Je hais les dormeurs | Violette Leduc

Les éditions du Chemin de fer ont eu la bonne idée de rééditer un texte de Violette Leduc écrit en 1948. Texte que l’on peut lire, sous une forme écourtée, dans le roman Ravages.

Pour ceux qui n’ont jamais lu ou ne lisent plus Violette Leduc, ce texte vient nous rappeler l’originalité et la vitalité de cette affamée des autres et d’elle-même.
Un texte qui cherche à tenir à distance la mort, même celle qui s’ébauche dans le sommeil.

« Je hais les dormeurs. Ce sont des morts qui n’ont pas dit leur dernier mot. »

Violette Leduc creuse la langue comme des mains creuseraient la terre pour y trouver un trésor, avec cette conviction qu’il suffit d’y croire pour que le miracle ait lieu. Elle épuise le sens avec l’espoir fou que Dieu pourrait surgir des mots.

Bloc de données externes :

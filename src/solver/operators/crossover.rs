//! Crossover operators: combine the incumbent best solution with a fresh
//! random one to escape a local optimum.

use rand::Rng;

use crate::domain::instance::Instance;
use crate::domain::solution::{RequestSet, Solution};

#[derive(Debug, Clone, Copy, PartialEq, Eq)]
pub enum CrossoverOperator {
    OnePoint,
    TwoPoint,
    Linear,
}

impl CrossoverOperator {
    pub const ALL: [CrossoverOperator; 3] = [
        CrossoverOperator::OnePoint,
        CrossoverOperator::TwoPoint,
        CrossoverOperator::Linear,
    ];

    pub fn apply(self, instance: &Instance, best: &Solution, random: &Solution, rng: &mut impl Rng) -> Solution {
        match self {
            CrossoverOperator::OnePoint => one_point(instance, best, random, rng),
            CrossoverOperator::TwoPoint => two_point(instance, best, random, rng),
            CrossoverOperator::Linear => linear(instance, best, random, rng),
        }
    }
}

fn one_point(instance: &Instance, best: &Solution, random: &Solution, rng: &mut impl Rng) -> Solution {
    let mut new_solution = Solution::empty(instance.num_plans_to_create);

    let max_crossover = best.max_plan_length() as isize - 1;
    let crossover_point = rng.gen_range(0..=max_crossover.max(0) as usize);

    let mut emplaced = RequestSet::new();

    for (pi, bp) in best.plans.iter().enumerate() {
        for (ai, &ba) in bp.actions.iter().enumerate() {
            let request_id = instance.action(ba).request.unwrap();
            if ai <= crossover_point {
                new_solution.plans[pi].append(ba);
                emplaced.insert(request_id);
            } else if emplaced.contains(&request_id) {
                new_solution.plans[pi].append(ba);
            }
        }
    }

    for (pi, rp) in random.plans.iter().enumerate() {
        for &ra in &rp.actions {
            let request_id = instance.action(ra).request.unwrap();
            if !emplaced.contains(&request_id) {
                new_solution.plans[pi].append(ra);
            }
        }
    }

    for plan in &mut new_solution.plans {
        plan.compute_metrics(instance);
    }
    new_solution.compute_cost(instance);
    new_solution.unplanned_requests = best.unplanned_requests.intersection(&random.unplanned_requests).copied().collect();
    new_solution
}

fn crossover_points(best: &Solution, rng: &mut impl Rng) -> (usize, usize) {
    let max_crossover = (best.max_plan_length() as isize - 1).max(1) as usize;
    let first = rng.gen_range(0..max_crossover.saturating_sub(1).max(1));
    let second = rng.gen_range(first..max_crossover);
    (first, second)
}

fn two_point(instance: &Instance, best: &Solution, random: &Solution, rng: &mut impl Rng) -> Solution {
    let (first, second) = crossover_points(best, rng);
    let mut emplaced = RequestSet::new();

    let mut center_parts: Vec<Vec<_>> = vec![Vec::new(); best.plans.len()];
    for (pi, p) in best.plans.iter().enumerate() {
        for (ai, &a) in p.actions.iter().enumerate() {
            if ai >= first && ai < second {
                emplaced.insert(instance.action(a).request.unwrap());
            }
        }
        for &a in &p.actions {
            if emplaced.contains(&instance.action(a).request.unwrap()) {
                center_parts[pi].push(a);
            }
        }
    }

    let mut left_requests = RequestSet::new();
    let mut left_parts: Vec<Vec<_>> = vec![Vec::new(); best.plans.len()];
    for (pi, p) in random.plans.iter().enumerate() {
        for (ai, &a) in p.actions.iter().enumerate() {
            let request_id = instance.action(a).request.unwrap();
            if ai >= second && !emplaced.contains(&request_id) {
                left_requests.insert(request_id);
                emplaced.insert(request_id);
            }
        }
        for &a in &p.actions {
            if left_requests.contains(&instance.action(a).request.unwrap()) {
                left_parts[pi].push(a);
            }
        }
    }

    let mut right_parts: Vec<Vec<_>> = vec![Vec::new(); best.plans.len()];
    for (pi, p) in random.plans.iter().enumerate() {
        for &a in &p.actions {
            if !emplaced.contains(&instance.action(a).request.unwrap()) {
                right_parts[pi].push(a);
            }
        }
    }

    let mut new_solution = Solution::empty(instance.num_plans_to_create);
    for (pi, plan) in new_solution.plans.iter_mut().enumerate() {
        for &a in &left_parts[pi] {
            plan.append(a);
        }
        for &a in &center_parts[pi] {
            plan.append(a);
        }
        for &a in &right_parts[pi] {
            plan.append(a);
        }
        plan.compute_metrics(instance);
    }

    new_solution.compute_cost(instance);
    new_solution.unplanned_requests = best.unplanned_requests.intersection(&random.unplanned_requests).copied().collect();
    new_solution
}

fn linear(instance: &Instance, best: &Solution, random: &Solution, rng: &mut impl Rng) -> Solution {
    let (first, second) = crossover_points(best, rng);
    let mut emplaced = RequestSet::new();

    for p in &best.plans {
        for (ai, &a) in p.actions.iter().enumerate() {
            if ai >= first && ai < second {
                emplaced.insert(instance.action(a).request.unwrap());
            }
        }
    }

    let mut center_parts: Vec<Vec<_>> = vec![Vec::new(); best.plans.len()];
    for (pi, p) in best.plans.iter().enumerate() {
        for &a in &p.actions {
            if emplaced.contains(&instance.action(a).request.unwrap()) {
                center_parts[pi].push(a);
            }
        }
    }

    let mut random_parts: Vec<Vec<_>> = vec![Vec::new(); best.plans.len()];
    for (pi, p) in random.plans.iter().enumerate() {
        for &a in &p.actions {
            if !emplaced.contains(&instance.action(a).request.unwrap()) {
                random_parts[pi].push(a);
            }
        }
    }

    let mut new_solution = Solution::empty(instance.num_plans_to_create);
    for (pi, plan) in new_solution.plans.iter_mut().enumerate() {
        for (ai, &rnd_action) in random_parts[pi].iter().enumerate() {
            let request_id = instance.action(rnd_action).request.unwrap();
            if ai < first {
                plan.append(rnd_action);
                emplaced.insert(request_id);
            } else if emplaced.contains(&request_id) {
                plan.append(rnd_action);
            }
        }
        for &a in &center_parts[pi] {
            plan.append(a);
        }
        for &rnd_action in &random_parts[pi] {
            if !emplaced.contains(&instance.action(rnd_action).request.unwrap()) {
                plan.append(rnd_action);
            }
        }
        plan.compute_metrics(instance);
    }

    new_solution.compute_cost(instance);
    new_solution.unplanned_requests = best.unplanned_requests.intersection(&random.unplanned_requests).copied().collect();
    new_solution
}

#[cfg(test)]
mod tests {
    use super::*;
    use crate::domain::insertion::{find_best_insert_in_solution, insert_into_plan};
    use crate::domain::instance::RawInstance;
    use crate::domain::types::RequestId;
    use rand::SeedableRng;
    use rand_chacha::ChaCha8Rng;

    fn two_request_instance() -> Instance {
        let n = 6;
        let mut dist = vec![vec![1.0; n]; n];
        for (i, row) in dist.iter_mut().enumerate() {
            row[i] = 0.0;
        }
        Instance::build(RawInstance {
            car_distance_matrix: dist.clone(),
            car_duration_matrix: dist,
            num_plans_to_create: 1,
            starts: vec![0],
            ends: vec![5],
            pickup_nodes: vec![1, 3],
            drop_nodes: vec![2, 4],
            deliveries_not_started: vec![(1, 2), (3, 4)],
            deliveries_in_progress: vec![],
            time_windows: vec![],
            pickup_service_time: 0,
            drop_service_time: 0,
            courier_capacities: vec![],
            start_utilizations: vec![],
            node_demands: vec![],
            time_limit: 0,
        })
        .unwrap()
    }

    fn full_solution(instance: &Instance, seed: u64) -> Solution {
        let mut solution = Solution::empty(instance.num_plans_to_create);
        solution.unplanned_requests = (0..instance.requests.len()).map(RequestId).collect();
        let mut pending: Vec<_> = solution.unplanned_requests.iter().copied().collect();
        pending.sort();
        let _ = seed;
        for request_id in pending {
            let position = find_best_insert_in_solution(instance, &mut solution, request_id);
            insert_into_plan(instance, &mut solution.plans[position.plan_index], request_id, position.position);
            solution.unplanned_requests.remove(&request_id);
        }
        solution.compute_cost(instance);
        solution
    }

    #[test]
    fn one_point_child_has_no_extra_requests() {
        let instance = two_request_instance();
        let best = full_solution(&instance, 1);
        let random = full_solution(&instance, 2);
        let mut rng = ChaCha8Rng::seed_from_u64(11);
        let child = CrossoverOperator::OnePoint.apply(&instance, &best, &random, &mut rng);
        child.sanity_check(&instance);
    }

    #[test]
    fn two_point_child_satisfies_partition_invariant() {
        let instance = two_request_instance();
        let best = full_solution(&instance, 1);
        let random = full_solution(&instance, 2);
        let mut rng = ChaCha8Rng::seed_from_u64(12);
        let child = CrossoverOperator::TwoPoint.apply(&instance, &best, &random, &mut rng);
        child.sanity_check(&instance);
    }
}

« La nuit est lente. Que la tristesse inexprimable envahisse mon esprit, que je puisse grimacer aux anges. Monte plus haut vague de deuil. Retombe et sers-moi de suaire. »

Si elle revient sans cesse à la chair des corps, c’est que celle-ci respire, transpire, saigne et déverse ses humeurs. Donne des preuves de son vivant.

Violette Leduc se méfie des promesses du futur, c’est maintenant qu’elle veut vivre. Avec ses phrases heurtées et parfois suppliantes, elle harcèle le présent, réveille le lecteur. Ne lâche rien.

« Toi, quand tu dors je te hais »


Les éditions du Chemin de fer propose des petits formats qui allient texte (Annie Saumont, Henry Bauchau, Pierre Autin-Grenier) et travail d’artiste (Vincent Bizien, Frédéric Arditi).

Les illustrations de Béatrice Cussol qui accompagnent le texte de Violette Leduc offrent un éclairage très coloré, presque joyeux, au premier abord. Plus troublant et féroce quand l’oeil s’éloigne et que les détails apparaissent.